NEW YORK - Six years after the financial crisis, Wall Street’s housing alchemy engine is revving up again—only this time it’s coming for your rental.

Right as housing prices bottomed out around January 2012, large institutional investors began buying distressed properties in regions hit hard by the foreclosure crisis; they’ve purchased at least 200,000 to date.

In only a year, private equity giant Blackstone Group went from owning no single-family rental properties (SFRs) to being the U.S.’ single largest landlord.

Now, several companies, including Blackstone, are packaging their SFRs into bonds similar to the mortgage backed securities that fueled the financial crisis.

Like those securities, SFR bonds are backed by homes; but this time rental payments, rather than mortgage payments, pay the interest. Securitization frees up money, allowing big buyers to purchase more properties with less capital by increasing their leverage—and risk.

Issuances thus far are small—less than $3 billion. But wary housing advocates are pushing regulators to increase supervision.

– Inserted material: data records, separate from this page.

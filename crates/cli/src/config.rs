//! Configuration management for the CLI

use anyhow::{Context, Result};
use serde::{Deserialize, Serialize};
use std::path::{Path, PathBuf};

pub const DEFAULT_API_URL: &str = "http://localhost:8080";

/// Stored in `~/.config/fleetctl/config.json`
#[derive(Debug, Clone, Serialize, Deserialize, Default, PartialEq)]
pub struct Config {
    pub api_url: Option<String>,
    /// Namespace used when a target is given without one
    pub default_namespace: Option<String>,
}

impl Config {
    /// Load the user's configuration; a missing file yields defaults
    pub fn load() -> Result<Self> {
        Self::load_from(&Self::config_path()?)
    }

    pub fn load_from(path: &Path) -> Result<Self> {
        if !path.exists() {
            return Ok(Self::default());
        }

        let content = std::fs::read_to_string(path).context("Failed to read config file")?;

        serde_json::from_str(&content).context("Failed to parse config file")
    }

    pub fn save_to(&self, path: &Path) -> Result<()> {
        if let Some(parent) = path.parent() {
            std::fs::create_dir_all(parent).context("Failed to create config directory")?;
        }

        let content = serde_json::to_string_pretty(self).context("Failed to serialize config")?;
        std::fs::write(path, content).context("Failed to write config file")?;

        Ok(())
    }

    /// Flag or environment first, then the config file, then the default
    pub fn resolve_api_url(&self, flag: Option<&str>) -> String {
        flag.map(str::to_string)
            .or_else(|| self.api_url.clone())
            .unwrap_or_else(|| DEFAULT_API_URL.to_string())
    }

    fn config_path() -> Result<PathBuf> {
        let home = dirs_next::home_dir().context("Could not determine home directory")?;
        Ok(home.join(".config").join("fleetctl").join("config.json"))
    }
}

Wall Street’s role as a proprietor is unprecedented, and no one knows what to expect, least of all the families renting the homes.

Last year, two senior Federal Reserve economists warned institutions could “have difficulties managing such large stocks of rental properties or fail to adequately maintain their homes.”

Indeed, this May, a couple in Sun Valley, California filed suit against Blackstone subsidiary Invitation Homes for allowing their home to descend into a slum, where they allege toxic mold caused “nose bleeds, headaches, fatigue, memory loss, inability to concentrate, chronic runny nose, respiratory issues and other chronic flu-like symptoms.”

In January, California Congressman Mark Takano called for hearings on the issue, but they have yet to take place.

“Securitization allows for bad practices to flourish exponentially,” Kevin Stein, associate director of California Reinvestment Coalition, told IPS. “We don’t know what kind of property manager is available, and we don’t know if there will be pressure to raise rents.”

Last October, Deutsche Bank marketed the first ever bond backed by SFRs—$479.1 million in expected rental payments on 3,207 units owned by Invitation Homes.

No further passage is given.